Nerve injury-induced hyperactivity of primary sensory neurons in the dorsal root ganglion (DRG) contributes to chronic pain development, but the underlying epigenetic mechanisms remain poorly understood. Here we determined genome-wide changes in DNA methylation in the nervous system in neuropathic pain. Spinal nerve ligation (SNL), but not paclitaxel treatment, in male Sprague Dawley rats induced a consistent low-level hypomethylation in the CpG sites in the DRG during the acute and chronic phases of neuropathic pain. DNA methylation remodeling in the DRG occurred early after SNL and persisted for at least 3 weeks. SNL caused DNA methylation changes at 8% of CpG sites with prevailing hypomethylation outside of CpG islands, in introns, intergenic regions, and repetitive sequences.

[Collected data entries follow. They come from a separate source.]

//! Action menu, domain prompt and result messages via `UIAlertController`.
//!
//! Selections are published as [`OverlayEvent`]s from the action handlers;
//! nothing here touches the facade directly.

use tracing::{debug, warn};

use super::bootstrap::pump;
use super::ffi::bridge::{
    array_items, get_class, id, msg_send, nil, nsstring, string_from_ns, weak_ref, CGRect, RcBlock,
    Retained, NO, YES,
};
use crate::capabilities::MenuStyle;
use crate::events::{self, OverlayEvent};
use crate::overlay::{MenuAction, ResultMessage};

const MENU_TITLE: &str = "Cookie Manager";
const DOMAIN_PLACEHOLDER: &str = "example.com";

// UIAlertActionStyle
const ACTION_DEFAULT: isize = 0;
const ACTION_CANCEL: isize = 1;
const ACTION_DESTRUCTIVE: isize = 2;

// UIAlertControllerStyleAlert
const STYLE_ALERT: isize = 1;

// UIKeyboardTypeURL, UITextAutocapitalizationTypeNone, UITextAutocorrectionTypeNo
const KEYBOARD_URL: isize = 3;
const AUTOCAPITALIZE_NONE: isize = 0;
const AUTOCORRECT_NO: isize = 1;

/// Topmost view controller presented from `window`'s root. `nil` when the
/// window has no root yet.
///
/// # Safety
/// `window` must be `nil` or a valid UIWindow; main thread only.
pub unsafe fn top_view_controller(window: id) -> id {
    if window.is_null() {
        return nil;
    }
    let mut top: id = msg_send![window, rootViewController];
    while !top.is_null() {
        let presented: id = msg_send![top, presentedViewController];
        if presented.is_null() {
            break;
        }
        top = presented;
    }
    top
}

/// Present the action menu from `presenter`. Returns the alert controller
/// (autoreleased) or `nil`.
///
/// # Safety
/// `presenter` must be a valid UIViewController, `anchor` `nil` or a valid
/// UIView; main thread only.
pub unsafe fn present_menu(
    presenter: id,
    anchor: id,
    entries: &[MenuAction],
    style: MenuStyle,
) -> id {
    let Some(alert) = alert_controller(MENU_TITLE, None, style.raw_value()) else {
        return nil;
    };

    for entry in entries {
        let action_style = if entry.is_destructive() {
            ACTION_DESTRUCTIVE
        } else {
            ACTION_DEFAULT
        };
        let handler = if entry.needs_domain() {
            let presenter = weak_ref(presenter);
            RcBlock::new(move |_action: id| {
                let presenter = presenter.as_ref().and_then(|w| w.load());
                match presenter {
                    Some(presenter) => unsafe {
                        present_domain_prompt(Retained::as_ptr(&presenter) as id);
                    },
                    None => {
                        events::publish(OverlayEvent::MenuDismissed);
                        pump();
                    }
                }
            })
        } else {
            let selected = entry.clone();
            RcBlock::new(move |_action: id| {
                events::publish(OverlayEvent::MenuSelected(selected.clone()));
                pump();
            })
        };
        add_action(alert, entry.title(), action_style, &handler);
    }

    let cancel = RcBlock::new(|_action: id| {
        events::publish(OverlayEvent::MenuDismissed);
        pump();
    });
    add_action(alert, "Cancel", ACTION_CANCEL, &cancel);

    // Action sheets need a source view on iPad.
    let popover: id = msg_send![alert, popoverPresentationController];
    if !popover.is_null() && !anchor.is_null() {
        let _: () = msg_send![popover, setSourceView: anchor];
        let bounds: CGRect = msg_send![anchor, bounds];
        let _: () = msg_send![popover, setSourceRect: bounds];
    }

    let _: () = msg_send![presenter, presentViewController: alert, animated: YES, completion: nil];
    debug!(entries = entries.len(), "menu presented");
    alert
}

/// Ask for a domain, then publish `DeleteCookiesForDomain(domain)`.
///
/// # Safety
/// `presenter` must be a valid UIViewController; main thread only.
pub unsafe fn present_domain_prompt(presenter: id) {
    let Some(alert) = alert_controller(
        "Delete Cookies for Domain",
        Some("Cookies for the domain and its subdomains are removed."),
        STYLE_ALERT,
    ) else {
        events::publish(OverlayEvent::MenuDismissed);
        pump();
        return;
    };

    let configure = RcBlock::new(|field: id| unsafe {
        let placeholder = nsstring(DOMAIN_PLACEHOLDER);
        let _: () = msg_send![field, setPlaceholder: &*placeholder];
        let _: () = msg_send![field, setKeyboardType: KEYBOARD_URL];
        let _: () = msg_send![field, setAutocapitalizationType: AUTOCAPITALIZE_NONE];
        let _: () = msg_send![field, setAutocorrectionType: AUTOCORRECT_NO];
    });
    let _: () = msg_send![alert, addTextFieldWithConfigurationHandler: &*configure];

    let prompt = weak_ref(alert);
    let delete = RcBlock::new(move |_action: id| {
        let domain = prompt
            .as_ref()
            .and_then(|w| w.load())
            .and_then(|alert| unsafe { first_field_text(Retained::as_ptr(&alert) as id) })
            .unwrap_or_default();
        events::publish(OverlayEvent::MenuSelected(MenuAction::DeleteCookiesForDomain(
            domain,
        )));
        pump();
    });
    add_action(alert, "Delete", ACTION_DESTRUCTIVE, &delete);

    let cancel = RcBlock::new(|_action: id| {
        events::publish(OverlayEvent::MenuDismissed);
        pump();
    });
    add_action(alert, "Cancel", ACTION_CANCEL, &cancel);

    let _: () = msg_send![presenter, presentViewController: alert, animated: YES, completion: nil];
}

/// Show a result message with a single OK button.
///
/// # Safety
/// `presenter` must be a valid UIViewController; main thread only.
pub unsafe fn present_message(presenter: id, message: &ResultMessage) {
    let Some(alert) = alert_controller(&message.title, Some(&message.body), STYLE_ALERT) else {
        warn!(title = %message.title, "cannot present result message");
        return;
    };
    let ok = RcBlock::new(|_action: id| {});
    add_action(alert, "OK", ACTION_DEFAULT, &ok);
    let _: () = msg_send![presenter, presentViewController: alert, animated: YES, completion: nil];
}

/// Dismiss `alert` if it is still on screen.
///
/// # Safety
/// `alert` must be `nil` or a valid UIViewController; main thread only.
pub unsafe fn dismiss(alert: id) {
    if alert.is_null() {
        return;
    }
    let presenting: id = msg_send![alert, presentingViewController];
    if !presenting.is_null() {
        let _: () = msg_send![alert, dismissViewControllerAnimated: NO, completion: nil];
    }
}

unsafe fn alert_controller(title: &str, message: Option<&str>, style: isize) -> Option<id> {
    let cls = get_class("UIAlertController")?;
    let title = nsstring(title);
    let message = message.map(nsstring);
    let message_ptr: id = match &message {
        Some(m) => &**m as *const _ as id,
        None => nil,
    };
    let alert: id = msg_send![
        cls,
        alertControllerWithTitle: &*title,
        message: message_ptr,
        preferredStyle: style
    ];
    (!alert.is_null()).then_some(alert)
}

unsafe fn add_action(alert: id, title: &str, style: isize, handler: &RcBlock<dyn Fn(id)>) {
    let Some(cls) = get_class("UIAlertAction") else {
        return;
    };
    let title = nsstring(title);
    let action: id = msg_send![cls, actionWithTitle: &*title, style: style, handler: &**handler];
    if !action.is_null() {
        let _: () = msg_send![alert, addAction: action];
    }
}

unsafe fn first_field_text(alert: id) -> Option<String> {
    let fields: id = msg_send![alert, textFields];
    let field = *array_items(fields).first()?;
    string_from_ns(msg_send![field, text]).map(|s| s.trim().to_string())
}
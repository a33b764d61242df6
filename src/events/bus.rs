//! Event queue owned by the facade.
//!
//! Platform callbacks hold an [`EventPublisher`] (usually through
//! [`super::global::publish`]); the facade pops events with
//! [`EventBus::try_recv`] on the UI thread until the queue is empty.

use std::sync::mpsc::{self, Receiver, Sender};

use super::types::OverlayEvent;

pub struct EventBus {
    tx: Sender<OverlayEvent>,
    rx: Receiver<OverlayEvent>,
}

impl EventBus {
    pub fn new() -> Self {
        let (tx, rx) = mpsc::channel();
        Self { tx, rx }
    }

    pub fn publisher(&self) -> EventPublisher {
        EventPublisher(self.tx.clone())
    }

    /// Next queued event, never blocking. The bus keeps its own sender, so
    /// `None` only ever means "empty".
    pub fn try_recv(&self) -> Option<OverlayEvent> {
        self.rx.try_recv().ok()
    }
}

/// Sending half handed to callbacks. Publishing after the bus is gone is a
/// no-op.
#[derive(Clone)]
pub struct EventPublisher(Sender<OverlayEvent>);

impl EventPublisher {
    pub fn publish(&self, event: OverlayEvent) {
        if self.0.send(event).is_err() {
            tracing::trace!("event bus closed, event dropped");
        }
    }
}

#[cfg(test)]
mod tests {
    use super::*;
    use crate::attach::RetryToken;
    use crate::model::Point;

    fn pending(bus: &EventBus) -> Vec<OverlayEvent> {
        std::iter::from_fn(|| bus.try_recv()).collect()
    }

    #[test]
    fn test_events_arrive_in_publish_order() {
        let bus = EventBus::new();
        let publisher = bus.publisher();
        publisher.publish(OverlayEvent::DragBegan);
        publisher.publish(OverlayEvent::DragEnded {
            translation: Point::new(12.0, 0.0),
        });

        assert_eq!(
            pending(&bus),
            vec![
                OverlayEvent::DragBegan,
                OverlayEvent::DragEnded {
                    translation: Point::new(12.0, 0.0)
                },
            ]
        );
        assert_eq!(bus.try_recv(), None);
    }

    #[test]
    fn test_cloned_publishers_share_the_queue() {
        let bus = EventBus::new();
        let a = bus.publisher();
        let b = a.clone();
        b.publish(OverlayEvent::RetryElapsed(RetryToken(2)));
        a.publish(OverlayEvent::Tapped);
        assert_eq!(
            pending(&bus),
            vec![OverlayEvent::RetryElapsed(RetryToken(2)), OverlayEvent::Tapped]
        );
    }

    #[test]
    fn test_publish_after_bus_dropped_is_silent() {
        let publisher = EventBus::new().publisher();
        publisher.publish(OverlayEvent::Tapped);
    }

    #[test]
    fn test_publish_from_another_thread() {
        let bus = EventBus::new();
        let publisher = bus.publisher();
        std::thread::spawn(move || publisher.publish(OverlayEvent::HostWindowChanged))
            .join()
            .unwrap();
        assert_eq!(bus.try_recv(), Some(OverlayEvent::HostWindowChanged));
    }
}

In contrast, SNL caused more gains of methylation in the spinal cord and prefrontal cortex. The DNA methylation changes in the injured DRGs recapitulated developmental reprogramming at the neonatal stage. Methylation reprogramming was correlated with increased gene expression variability. A diet deficient in methyl donors induced hypomethylation and pain hypersensitivity. Intrathecal administration of the DNA methyltransferase inhibitor RG108 caused long-lasting pain hypersensitivity. DNA methylation reprogramming in the DRG thus contributes to nerve injury-induced chronic pain. Restoring DNA methylation may represent a new therapeutic approach to treat neuropathic pain.